The bus_dma functional interface is split into two categories: mapping calls and memory handling calls. The function calls themselves may be implemented as cpp(1) macros.

3.1. Data types

The first of the two data types shared with the bus_space interface is the bus_addr_t type, which represents device bus addresses to be used for CPU access or DMA, and must be large enough to specify the largest possible bus address on the system. The second is the bus_size_t type, which represents sizes of bus address ranges.

The implementation of DMA on a given host/bus combination is described by the bus_dma_tag_t.
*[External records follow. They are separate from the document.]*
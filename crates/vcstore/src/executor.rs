use futures::stream::{self, StreamExt};
use std::future::Future;
use vcstore_core::{StoreError, StoreResult};

/// Default number of sub-queries allowed in flight at once.
pub const DEFAULT_MAX_CONCURRENCY: usize = 5;

/// Runs independent lookups with bounded concurrency and concatenates their
/// results in input order.
///
/// Every lookup runs to completion even if an earlier one fails; the first
/// failure in input order is returned and no partial result is produced.
#[derive(Debug, Clone, Copy)]
pub struct ConcurrentExecutor {
    limit: usize,
}

impl Default for ConcurrentExecutor {
    fn default() -> Self {
        Self::new(DEFAULT_MAX_CONCURRENCY)
    }
}

impl ConcurrentExecutor {
    pub fn new(limit: usize) -> Self {
        Self {
            limit: limit.max(1),
        }
    }

    pub fn limit(&self) -> usize {
        self.limit
    }

    pub async fn run<'a, J, R, F, Fut>(&self, jobs: &'a [J], lookup: F) -> StoreResult<Vec<R>>
    where
        F: Fn(usize, &'a J) -> Fut,
        Fut: Future<Output = StoreResult<Vec<R>>>,
    {
        // `buffered` yields in input order while keeping `limit` futures live
        let outcomes: Vec<StoreResult<Vec<R>>> = stream::iter(jobs.iter().enumerate())
            .map(|(index, job)| lookup(index, job))
            .buffered(self.limit)
            .collect()
            .await;

        let failures = outcomes.iter().filter(|o| o.is_err()).count();
        let mut results = Vec::new();
        let mut first_error: Option<StoreError> = None;
        for outcome in outcomes {
            match outcome {
                Ok(batch) => results.extend(batch),
                Err(e) => {
                    if first_error.is_none() {
                        first_error = Some(e);
                    }
                }
            }
        }

        if let Some(e) = first_error {
            tracing::warn!(jobs = jobs.len(), failures, error = %e, "lookup batch failed");
            return Err(e);
        }
        Ok(results)
    }
}
use async_trait::async_trait;
use rusqlite::{params, Connection};
use serde_json::Value;
use std::sync::{Mutex, MutexGuard};
use vcstore_core::{DocumentBackend, DocumentId, RawDocument, Selector, StoreError, StoreResult};

/// SQLite document backend.
///
/// Bodies are stored as JSON text. Selectors are evaluated in process over
/// the scanned rows; `ensure_index` still creates `json_extract` expression
/// indexes so ad-hoc SQL against the file stays fast.
pub struct SqliteBackend {
    conn: Mutex<Connection>,
}

impl SqliteBackend {
    /// Open or create a SQLite database at the given path.
    pub fn open(path: &str) -> StoreResult<Self> {
        let conn = Connection::open(path)
            .map_err(|e| StoreError::Backend(format!("failed to open database: {}", e)))?;

        conn.execute_batch(
            "CREATE TABLE IF NOT EXISTS documents (
                seq INTEGER PRIMARY KEY AUTOINCREMENT,
                id TEXT UNIQUE NOT NULL,
                body TEXT NOT NULL,
                created_at TEXT DEFAULT (datetime('now'))
            );",
        )
        .map_err(|e| StoreError::Backend(format!("failed to create tables: {}", e)))?;

        Ok(Self {
            conn: Mutex::new(conn),
        })
    }

    /// Create an in-memory database (for testing).
    pub fn in_memory() -> StoreResult<Self> {
        Self::open(":memory:")
    }

    fn conn(&self) -> StoreResult<MutexGuard<'_, Connection>> {
        self.conn
            .lock()
            .map_err(|e| StoreError::Backend(format!("lock poisoned: {}", e)))
    }
}

/// Index name and JSON path for a dotted field, or `None` if the field
/// contains characters that cannot be spliced into DDL.
fn index_target(field: &str) -> Option<(String, String)> {
    let valid = !field.is_empty()
        && field
            .chars()
            .all(|c| c.is_ascii_alphanumeric() || c == '_' || c == '.');
    if !valid {
        return None;
    }
    Some((
        format!("idx_documents_{}", field.replace('.', "_")),
        format!("$.{}", field),
    ))
}

#[async_trait]
impl DocumentBackend for SqliteBackend {
    async fn ensure_index(&self, fields: &[&str]) -> StoreResult<()> {
        let conn = self.conn()?;
        for field in fields {
            let (name, path) = index_target(field).ok_or_else(|| {
                StoreError::InvalidArgument(format!("cannot index field {:?}", field))
            })?;
            conn.execute_batch(&format!(
                "CREATE INDEX IF NOT EXISTS {} ON documents (json_extract(body, '{}'));",
                name, path
            ))
            .map_err(|e| StoreError::Backend(format!("failed to create index: {}", e)))?;
        }
        Ok(())
    }

    async fn insert(&self, body: Value) -> StoreResult<DocumentId> {
        let id = DocumentId::generate();
        let text = serde_json::to_string(&body)?;
        let conn = self.conn()?;
        conn.execute(
            "INSERT INTO documents (id, body) VALUES (?1, ?2)",
            params![id.as_str(), text],
        )
        .map_err(|e| StoreError::Backend(format!("insert failed: {}", e)))?;
        Ok(id)
    }

    async fn find(&self, selector: &Selector) -> StoreResult<Vec<RawDocument>> {
        let conn = self.conn()?;
        let mut stmt = conn
            .prepare("SELECT id, body FROM documents ORDER BY seq")
            .map_err(|e| StoreError::Backend(format!("query failed: {}", e)))?;
        let rows = stmt
            .query_map([], |row| Ok((row.get::<_, String>(0)?, row.get::<_, String>(1)?)))
            .map_err(|e| StoreError::Backend(format!("query failed: {}", e)))?;

        let mut found = Vec::new();
        for row in rows {
            let (id, text) = row.map_err(|e| StoreError::Backend(format!("row read failed: {}", e)))?;
            let body: Value = serde_json::from_str(&text)?;
            if selector.matches(&body) {
                found.push(RawDocument {
                    id: DocumentId::new(id),
                    body,
                });
            }
        }
        Ok(found)
    }

    async fn remove(&self, id: &DocumentId) -> StoreResult<()> {
        let conn = self.conn()?;
        let rows = conn
            .execute("DELETE FROM documents WHERE id = ?1", params![id.as_str()])
            .map_err(|e| StoreError::Backend(format!("delete failed: {}", e)))?;
        if rows == 0 {
            return Err(StoreError::NotFound(format!("document {}", id)));
        }
        Ok(())
    }
}

#[cfg(test)]
mod tests {
    use super::*;
    use serde_json::json;

    #[tokio::test]
    async fn test_sqlite_insert_find_remove() {
        let backend = SqliteBackend::in_memory().unwrap();
        let id = backend
            .insert(json!({"content": {"id": "urn:1", "type": ["A", "B"]}}))
            .await
            .unwrap();
        backend
            .insert(json!({"content": {"id": "urn:2", "type": "C"}}))
            .await
            .unwrap();

        let found = backend
            .find(&Selector::field("content.type", "B"))
            .await
            .unwrap();
        assert_eq!(found.len(), 1);
        assert_eq!(found[0].id, id);

        backend.remove(&id).await.unwrap();
        let err = backend.remove(&id).await.unwrap_err();
        assert!(err.is_not_found());
    }

    #[tokio::test]
    async fn test_sqlite_ensure_index_idempotent() {
        let backend = SqliteBackend::in_memory().unwrap();
        backend
            .ensure_index(&["content.id", "meta.profileId"])
            .await
            .unwrap();
        backend
            .ensure_index(&["content.id", "meta.profileId"])
            .await
            .unwrap();
    }

    #[tokio::test]
    async fn test_sqlite_rejects_unsafe_index_field() {
        let backend = SqliteBackend::in_memory().unwrap();
        let err = backend
            .ensure_index(&["content.id'); DROP TABLE documents; --"])
            .await
            .unwrap_err();
        assert!(matches!(err, StoreError::InvalidArgument(_)));
    }

    #[test]
    fn test_index_target() {
        assert_eq!(
            index_target("meta.profileId"),
            Some((
                "idx_documents_meta_profileId".to_string(),
                "$.meta.profileId".to_string()
            ))
        );
        assert!(index_target("").is_none());
        assert!(index_target("a b").is_none());
    }

    #[tokio::test]
    async fn test_sqlite_persists_across_reopen() {
        let dir = std::env::temp_dir().join(format!("vcstore-sqlite-{}", DocumentId::generate()));
        std::fs::create_dir_all(&dir).unwrap();
        let path = dir.join("docs.db");
        let path_str = path.to_str().unwrap();

        {
            let backend = SqliteBackend::open(path_str).unwrap();
            backend.insert(json!({"k": "v"})).await.unwrap();
        }
        {
            let backend = SqliteBackend::open(path_str).unwrap();
            let found = backend.find(&Selector::field("k", "v")).await.unwrap();
            assert_eq!(found.len(), 1);
        }

        let _ = std::fs::remove_dir_all(&dir);
    }
}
This opaque type is passed to a bus's autoconfiguration machinery by machine-dependent code. The bus layer in turn passes it down to the device drivers. This tag is the first argument to every function in the interface.
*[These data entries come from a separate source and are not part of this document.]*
use async_trait::async_trait;
use serde_json::Value;
use std::collections::BTreeSet;
use std::sync::{Mutex, MutexGuard};
use vcstore_core::{DocumentBackend, DocumentId, RawDocument, Selector, StoreError, StoreResult};

/// In-memory document backend implementing DocumentBackend.
///
/// Useful for testing and for scenarios where persistence isn't needed.
/// Documents are kept in insertion order, so `find` results are stable.
pub struct InMemoryBackend {
    docs: Mutex<Vec<RawDocument>>,
    indexes: Mutex<BTreeSet<Vec<String>>>,
}

fn lock<T>(mutex: &Mutex<T>) -> StoreResult<MutexGuard<'_, T>> {
    mutex
        .lock()
        .map_err(|e| StoreError::Backend(format!("lock poisoned: {}", e)))
}

impl InMemoryBackend {
    pub fn new() -> Self {
        Self {
            docs: Mutex::new(Vec::new()),
            indexes: Mutex::new(BTreeSet::new()),
        }
    }

    /// All stored bodies (for testing/inspection).
    pub fn all_bodies(&self) -> Vec<Value> {
        lock(&self.docs)
            .map(|d| d.iter().map(|doc| doc.body.clone()).collect())
            .unwrap_or_default()
    }

    /// Index definitions requested so far (for testing/inspection).
    pub fn index_definitions(&self) -> Vec<Vec<String>> {
        lock(&self.indexes)
            .map(|i| i.iter().cloned().collect())
            .unwrap_or_default()
    }

    /// Get the number of stored documents.
    pub fn count(&self) -> usize {
        lock(&self.docs).map(|d| d.len()).unwrap_or(0)
    }
}

impl Default for InMemoryBackend {
    fn default() -> Self {
        Self::new()
    }
}

#[async_trait]
impl DocumentBackend for InMemoryBackend {
    async fn ensure_index(&self, fields: &[&str]) -> StoreResult<()> {
        let mut indexes = lock(&self.indexes)?;
        indexes.insert(fields.iter().map(|f| f.to_string()).collect());
        Ok(())
    }

    async fn insert(&self, body: Value) -> StoreResult<DocumentId> {
        let id = DocumentId::generate();
        let mut docs = lock(&self.docs)?;
        docs.push(RawDocument {
            id: id.clone(),
            body,
        });
        Ok(id)
    }

    async fn find(&self, selector: &Selector) -> StoreResult<Vec<RawDocument>> {
        let docs = lock(&self.docs)?;
        Ok(docs
            .iter()
            .filter(|doc| selector.matches(&doc.body))
            .cloned()
            .collect())
    }

    async fn remove(&self, id: &DocumentId) -> StoreResult<()> {
        let mut docs = lock(&self.docs)?;
        let position = docs
            .iter()
            .position(|doc| &doc.id == id)
            .ok_or_else(|| StoreError::NotFound(format!("document {}", id)))?;
        docs.remove(position);
        Ok(())
    }
}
Individual DMA segments are described by the bus_dma_segment_t. This type is a structure with two publicly accessible members. The first member, ds_addr, is a bus_addr_t containing the address of a DMA segment. The second, ds_len, is a bus_size_t containing the length of the segment.

The third, and probably most important, data type is the bus_dmamap_t. This type is a pointer to a structure which describes an individual DMA mapping. The structure has three public members. The first member, dm_mapsize is a bus_size_t describing the length of the mapping, when valid. A dm_mapsize of 0 indicates that the mapping is invalid. The second member, dm_nsegs, is an int which contains the number of DMA segments that comprise the mapping. The third public member, dm_segs, is an array or a pointer to an array of bus_dma_segment_t structures.

In addition to data types, the bus_dma interface also defines a set of flags which are passed to some of the interface's functions. Two of these flags, BUS_DMA_WAITOK and BUS_DMA_NOWAIT, indicate to the function that waiting for resources to become available is or is not allowed6. There are also four placeholder flags, BUS_DMA_BUS1 through BUS_DMA_BUS4. These flags are reserved for the individual bus layers, which may need to define special semantics specific to that bus. An example of this is the ability of VESA local bus devices to utilize 32-bit DMA addresses; while the kernel considers such devices to be logically connected to the ISA bus, they are not limited to the addressing constraints of other ISA devices. The placeholder flags allow such special cases to be handled on a bus-by-bus basis.

3.2. Mapping functions

There are eight functions in the bus_dma interface that operate on DMA maps. These can be sub-categorized into functions that create and destroy maps, functions that load and unload mappings, and functions that synchronize maps.

The first two functions fall into the create/destroy sub-category. The bus_dmamap_create() function creates a DMA map and initializes it according to the parameters provided. The parameters include the maximum DMA transfer size the DMA map will map, the maximum number of DMA segments, the maximum size of any given segment, and any DMA boundary limitations. In addition to the standard flags, bus_dmamap_create() also takes the flag BUS_DMA_ALLOCNOW. This flag indicates that all resources necessary to map the maximum size transfer should be allocated when the map is created, and is useful in case the driver must load the DMA map at a time where blocking is not allowed, such as in interrupt context. The bus_dmamap_destroy() function destroys a DMA map, and frees any resources that may be assigned to it.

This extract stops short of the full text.